### Available records

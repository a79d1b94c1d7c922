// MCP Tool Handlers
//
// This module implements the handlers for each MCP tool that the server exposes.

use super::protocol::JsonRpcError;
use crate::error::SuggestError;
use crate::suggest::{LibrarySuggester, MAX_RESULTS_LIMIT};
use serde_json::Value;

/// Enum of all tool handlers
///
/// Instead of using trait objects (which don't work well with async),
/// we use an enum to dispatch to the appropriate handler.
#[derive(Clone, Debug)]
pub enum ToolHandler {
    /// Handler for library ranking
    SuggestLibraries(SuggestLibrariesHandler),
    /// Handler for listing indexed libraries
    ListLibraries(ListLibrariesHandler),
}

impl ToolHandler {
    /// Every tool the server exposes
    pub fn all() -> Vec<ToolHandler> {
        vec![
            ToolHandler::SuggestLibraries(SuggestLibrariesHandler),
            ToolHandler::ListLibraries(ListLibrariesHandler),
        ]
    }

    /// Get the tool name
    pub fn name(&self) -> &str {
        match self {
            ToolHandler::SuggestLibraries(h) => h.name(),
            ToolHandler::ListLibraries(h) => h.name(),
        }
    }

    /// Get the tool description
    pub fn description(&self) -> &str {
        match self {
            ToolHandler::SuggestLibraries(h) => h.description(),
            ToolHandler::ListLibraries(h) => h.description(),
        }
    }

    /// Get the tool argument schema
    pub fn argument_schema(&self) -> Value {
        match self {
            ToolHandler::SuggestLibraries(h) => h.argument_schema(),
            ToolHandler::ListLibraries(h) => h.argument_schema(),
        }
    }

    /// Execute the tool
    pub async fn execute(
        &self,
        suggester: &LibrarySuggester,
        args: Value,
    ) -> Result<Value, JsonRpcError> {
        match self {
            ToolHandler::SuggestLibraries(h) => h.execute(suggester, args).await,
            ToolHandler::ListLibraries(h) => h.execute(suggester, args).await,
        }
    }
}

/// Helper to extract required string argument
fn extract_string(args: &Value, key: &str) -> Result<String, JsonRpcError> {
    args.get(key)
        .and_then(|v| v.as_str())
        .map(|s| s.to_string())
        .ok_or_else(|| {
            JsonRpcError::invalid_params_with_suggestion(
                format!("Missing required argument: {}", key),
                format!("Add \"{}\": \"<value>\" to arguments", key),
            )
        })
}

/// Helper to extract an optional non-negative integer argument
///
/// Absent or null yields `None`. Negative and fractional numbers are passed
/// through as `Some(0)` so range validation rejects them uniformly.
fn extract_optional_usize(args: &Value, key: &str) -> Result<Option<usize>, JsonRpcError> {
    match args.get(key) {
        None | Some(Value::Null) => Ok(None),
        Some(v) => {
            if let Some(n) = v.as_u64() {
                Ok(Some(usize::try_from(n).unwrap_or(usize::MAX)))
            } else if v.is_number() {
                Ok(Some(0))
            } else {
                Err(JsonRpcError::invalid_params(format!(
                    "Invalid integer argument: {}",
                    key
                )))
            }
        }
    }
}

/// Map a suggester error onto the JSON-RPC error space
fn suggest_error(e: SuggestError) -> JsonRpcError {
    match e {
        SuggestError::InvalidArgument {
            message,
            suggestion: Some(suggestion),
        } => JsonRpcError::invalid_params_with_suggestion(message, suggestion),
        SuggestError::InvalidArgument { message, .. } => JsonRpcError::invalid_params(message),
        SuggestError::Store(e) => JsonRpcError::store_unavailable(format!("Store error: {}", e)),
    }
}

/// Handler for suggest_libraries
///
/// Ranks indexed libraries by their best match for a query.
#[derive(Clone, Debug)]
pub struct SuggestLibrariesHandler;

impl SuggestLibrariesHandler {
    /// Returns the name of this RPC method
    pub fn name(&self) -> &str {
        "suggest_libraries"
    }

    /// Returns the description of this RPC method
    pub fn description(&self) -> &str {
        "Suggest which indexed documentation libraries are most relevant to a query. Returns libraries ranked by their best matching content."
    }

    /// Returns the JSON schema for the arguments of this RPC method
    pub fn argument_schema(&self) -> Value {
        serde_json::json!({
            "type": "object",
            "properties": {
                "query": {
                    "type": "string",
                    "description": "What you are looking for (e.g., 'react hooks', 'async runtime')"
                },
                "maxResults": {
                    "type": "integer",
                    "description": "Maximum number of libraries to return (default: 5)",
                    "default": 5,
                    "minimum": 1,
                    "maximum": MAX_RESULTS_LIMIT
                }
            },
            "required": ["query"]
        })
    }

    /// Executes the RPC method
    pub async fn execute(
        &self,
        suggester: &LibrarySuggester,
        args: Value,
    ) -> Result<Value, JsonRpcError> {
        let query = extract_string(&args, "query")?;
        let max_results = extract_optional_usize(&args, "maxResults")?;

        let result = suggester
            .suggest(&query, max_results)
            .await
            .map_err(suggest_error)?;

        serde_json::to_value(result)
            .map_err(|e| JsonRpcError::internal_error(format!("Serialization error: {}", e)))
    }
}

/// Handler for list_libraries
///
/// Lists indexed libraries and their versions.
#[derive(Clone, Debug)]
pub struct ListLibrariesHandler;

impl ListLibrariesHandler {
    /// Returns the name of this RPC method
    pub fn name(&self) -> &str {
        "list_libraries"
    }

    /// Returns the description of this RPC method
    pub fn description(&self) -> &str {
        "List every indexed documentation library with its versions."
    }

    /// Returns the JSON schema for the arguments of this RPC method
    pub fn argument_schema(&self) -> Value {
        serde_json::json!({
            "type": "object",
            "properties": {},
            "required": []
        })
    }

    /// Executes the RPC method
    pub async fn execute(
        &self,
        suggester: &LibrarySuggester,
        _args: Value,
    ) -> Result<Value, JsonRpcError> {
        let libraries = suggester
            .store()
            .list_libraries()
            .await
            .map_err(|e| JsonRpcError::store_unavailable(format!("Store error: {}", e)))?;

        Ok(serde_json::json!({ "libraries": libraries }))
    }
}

### Try it
Only the number is wanted: how many lines in the material above contain the string "InvalidArgument"?

### Response to the exercise
2